▶ [TASK DESCRIPTION]: Everything from the line containing "pub use retry::RetryPolicy;" to the close of the records below should be output exactly, line by line, with no other lines given.

▶ [DATA PROVIDED]:
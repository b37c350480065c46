//! Tolerant decoding for booleans that models sometimes emit as strings.

use serde::{Deserialize, Deserializer};

#[derive(Deserialize)]
#[serde(untagged)]
enum BoolOrText {
    Bool(bool),
    Text(String),
}

/// Parse `"true"` / `"false"` (case-insensitive, trimmed).
pub(crate) fn parse_bool_text(text: &str) -> Option<bool> {
    match text.trim().to_ascii_lowercase().as_str() {
        "true" => Some(true),
        "false" => Some(false),
        _ => None,
    }
}

/// Accept a JSON bool or the strings `"true"` / `"false"`.
pub(crate) fn bool_or_text<'de, D>(deserializer: D) -> Result<bool, D::Error>
where
    D: Deserializer<'de>,
{
    match BoolOrText::deserialize(deserializer)? {
        BoolOrText::Bool(b) => Ok(b),
        BoolOrText::Text(s) => parse_bool_text(&s).ok_or_else(|| {
            serde::de::Error::custom(format!("expected a boolean, got string {s:?}"))
        }),
    }
}
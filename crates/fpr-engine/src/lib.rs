//! # fpr-engine -- Compliance review engine
//!
//! Turns a transcript and a [`RuleRegistry`](fpr_core::RuleRegistry) into an
//! [`AggregatedReport`](fpr_core::AggregatedReport):
//!
//! ```text
//! Registry -> RuleEvaluator (x N, concurrent) -> FanOutScheduler -> aggregate -> report
//! ```
//!
//! ## Failure policy
//!
//! Rule evaluation is fail-open. A rule whose every attempt failed is not
//! counted as violated and shows as `Respected` in the aggregated report.
//! [`ReviewReport::unevaluated_rules`] lists such rules so callers can tell
//! "passed" from "could not be checked".
//!
//! ## Oracles
//!
//! The engine only sees the `fpr-oracle` traits. Tests drive it with
//! in-memory oracles; the CLI wires in `OracleClient`.

pub mod aggregator;
pub mod error;
pub mod evaluator;
pub mod retry;
pub mod review;
pub mod scheduler;

pub use aggregator::aggregate;
pub use error::{EvaluationError, ReviewError};
pub use evaluator::RuleEvaluator;
pub use retry::RetryPolicy;
pub use review::{ComplianceReview, ReviewInput, ReviewReport, UnevaluatedRule, VideoReview};
pub use scheduler::FanOutScheduler;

▶ [TASK RESPONSE]:
pub use retry::RetryPolicy;
pub use review::{ComplianceReview, ReviewInput, ReviewReport, UnevaluatedRule, VideoReview};
pub use scheduler::FanOutScheduler;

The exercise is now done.